**YOUR INSTRUCTIONS:** In the records below, find the line containing "pub struct Decoder<'a>" and the line containing "let width = match"; please repeat exactly the lines from one to the other, both included, and nothing more.

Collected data
//! Instruction decoding.
//!
//! An instruction is a 2-byte little-endian opcode followed by its arguments,
//! each a one-byte data type tag and a payload (see
//! [`data_type`](super::data_type)). The registry tells the decoder how many
//! arguments to read; a variadic slot reads arguments until an end marker,
//! which is kept as the slot's last argument.
//!
//! Decoding is a pure function of memory and registry: it never mutates
//! anything, so a decode failure leaves the engine untouched.

use crate::virtual_machine::data_type::DataType;
use crate::virtual_machine::errors::VMError;
use crate::virtual_machine::isa::{OPCODE_LEN, OpcodeId, undo_negation};
use crate::virtual_machine::memory::Memory;
use crate::virtual_machine::registry::{OpcodeDefinition, OpcodeRegistry, ParamKind};
use std::fmt;

/// One encoded argument: tag plus raw payload.
#[derive(Clone, Debug, PartialEq)]
pub struct Argument {
    pub data_type: DataType,
    pub payload: Vec<u8>,
}

/// Literal meaning of an argument, before variables are resolved.
#[derive(Clone, Debug, PartialEq)]
pub enum Operand {
    End,
    Int(i32),
    Float(f32),
    Str(String),
    /// Absolute address of a global variable.
    Global(u16),
    /// Index into the running thread's local slots.
    Local(u16),
}

impl Operand {
    pub fn as_int(&self) -> Option<i32> {
        match self {
            Operand::Int(v) => Some(*v),
            _ => None,
        }
    }
}

impl fmt::Display for Operand {
    fn fmt(&self, f: &mut fmt::Formatter<'_>) -> fmt::Result {
        match self {
            Operand::End => write!(f, "end"),
            Operand::Int(v) => write!(f, "{}", v),
            Operand::Float(v) => write!(f, "{:.3}", v),
            Operand::Str(s) => write!(f, "{:?}", s),
            Operand::Global(a) => write!(f, "${}", a),
            Operand::Local(i) => write!(f, "{}@", i),
        }
    }
}

fn until_nul(bytes: &[u8]) -> String {
    let end = bytes.iter().position(|&b| b == 0).unwrap_or(bytes.len());
    String::from_utf8_lossy(&bytes[..end]).into_owned()
}

impl Argument {
    /// Tag byte plus payload.
    pub fn byte_length(&self) -> usize {
        1 + self.payload.len()
    }

    pub fn operand(&self) -> Operand {
        let p = &self.payload;
        match self.data_type {
            DataType::End => Operand::End,
            DataType::Int8 => Operand::Int(p[0] as i8 as i32),
            DataType::Int16 => Operand::Int(i16::from_le_bytes([p[0], p[1]]) as i32),
            DataType::Int32 => Operand::Int(i32::from_le_bytes([p[0], p[1], p[2], p[3]])),
            DataType::Float32 => Operand::Float(f32::from_le_bytes([p[0], p[1], p[2], p[3]])),
            DataType::GlobalVar => Operand::Global(u16::from_le_bytes([p[0], p[1]])),
            DataType::LocalVar => Operand::Local(u16::from_le_bytes([p[0], p[1]])),
            DataType::String8 => Operand::Str(until_nul(p)),
            DataType::VarString => Operand::Str(until_nul(&p[1..])),
            DataType::InlineString(tag) => {
                let mut bytes = Vec::with_capacity(1 + p.len());
                bytes.push(tag);
                bytes.extend_from_slice(p);
                Operand::Str(until_nul(&bytes))
            }
        }
    }
}

#[derive(Clone, Debug, PartialEq)]
pub struct Instruction {
    pub address: usize,
    pub opcode: OpcodeId,
    pub args: Vec<Argument>,
    /// Opcode plus every argument's tag and payload.
    pub byte_length: usize,
}

impl Instruction {
    /// Address of the instruction that follows this one.
    pub fn next_address(&self) -> usize {
        self.address + self.byte_length
    }
}

/// An instruction together with the negation flag it was encoded with.
#[derive(Clone, Debug, PartialEq)]
pub struct Decoded {
    pub instruction: Instruction,
    pub negated: bool,
}

impl Decoded {
    /// Renders `opcode: [not ]symbol args...`.
    pub fn render(&self, definition: &OpcodeDefinition) -> String {
        let mut out = format!("{}: ", definition.canonical_name());
        if self.negated {
            out.push_str("not ");
        }
        out.push_str(&definition.symbol);
        for arg in &self.instruction.args {
            if arg.data_type != DataType::End {
                out.push(' ');
                out.push_str(&arg.operand().to_string());
            }
        }
        out
    }
}

pub struct Decoder<'a> {
    memory: &'a Memory,
    registry: &'a OpcodeRegistry,
}

impl<'a> Decoder<'a> {
    pub fn new(memory: &'a Memory, registry: &'a OpcodeRegistry) -> Self {
        Self { memory, registry }
    }

    pub fn decode_at(&self, address: usize) -> Result<Decoded, VMError> {
        let raw = u16::from_le_bytes(self.memory.read_array::<OPCODE_LEN>(address)?);
        let (definition, negated) = self
            .registry
            .lookup(raw)
            .ok_or(VMError::UnknownOpcode {
                opcode: undo_negation(raw).0,
                address,
            })?;

        let mut cursor = address + OPCODE_LEN;
        let mut args = Vec::with_capacity(definition.params.len());
        for param in &definition.params {
            match param.kind {
                ParamKind::Single(_) => {
                    let arg = self.decode_argument(cursor, false)?;
                    cursor += arg.byte_length();
                    args.push(arg);
                }
                ParamKind::Variadic(_) => loop {
                    let arg = self.decode_argument(cursor, true)?;
                    cursor += arg.byte_length();
                    let end = arg.data_type == DataType::End;
                    args.push(arg);
                    if end {
                        break;
                    }
                },
            }
        }

        Ok(Decoded {
            instruction: Instruction {
                address,
                opcode: definition.opcode,
                args,
                byte_length: cursor - address,
            },
            negated,
        })
    }

    fn decode_argument(&self, address: usize, allow_end: bool) -> Result<Argument, VMError> {
        let tag = self.memory.read_u8(address)?;
        let data_type = DataType::from_tag(tag, address)?;
        if data_type == DataType::End && !allow_end {
            return Err(VMError::UnknownDataType { tag, address });
        }
        let width = match data_type.payload_width() {
            Some(width) => width,
            // length byte plus that many characters
            None => 1 + self.memory.read_u8(address + 1)? as usize,
        };
        Ok(Argument {
            data_type,
            payload: self.memory.read(address + 1, width)?.to_vec(),
        })
    }
}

**TASK ANSWER:**
pub struct Decoder<'a> {
    memory: &'a Memory,
    registry: &'a OpcodeRegistry,
}

impl<'a> Decoder<'a> {
    pub fn new(memory: &'a Memory, registry: &'a OpcodeRegistry) -> Self {
        Self { memory, registry }
    }

    pub fn decode_at(&self, address: usize) -> Result<Decoded, VMError> {
        let raw = u16::from_le_bytes(self.memory.read_array::<OPCODE_LEN>(address)?);
        let (definition, negated) = self
            .registry
            .lookup(raw)
            .ok_or(VMError::UnknownOpcode {
                opcode: undo_negation(raw).0,
                address,
            })?;

        let mut cursor = address + OPCODE_LEN;
        let mut args = Vec::with_capacity(definition.params.len());
        for param in &definition.params {
            match param.kind {
                ParamKind::Single(_) => {
                    let arg = self.decode_argument(cursor, false)?;
                    cursor += arg.byte_length();
                    args.push(arg);
                }
                ParamKind::Variadic(_) => loop {
                    let arg = self.decode_argument(cursor, true)?;
                    cursor += arg.byte_length();
                    let end = arg.data_type == DataType::End;
                    args.push(arg);
                    if end {
                        break;
                    }
                },
            }
        }

        Ok(Decoded {
            instruction: Instruction {
                address,
                opcode: definition.opcode,
                args,
                byte_length: cursor - address,
            },
            negated,
        })
    }

    fn decode_argument(&self, address: usize, allow_end: bool) -> Result<Argument, VMError> {
        let tag = self.memory.read_u8(address)?;
        let data_type = DataType::from_tag(tag, address)?;
        if data_type == DataType::End && !allow_end {
            return Err(VMError::UnknownDataType { tag, address });
        }
        let width = match data_type.payload_width() {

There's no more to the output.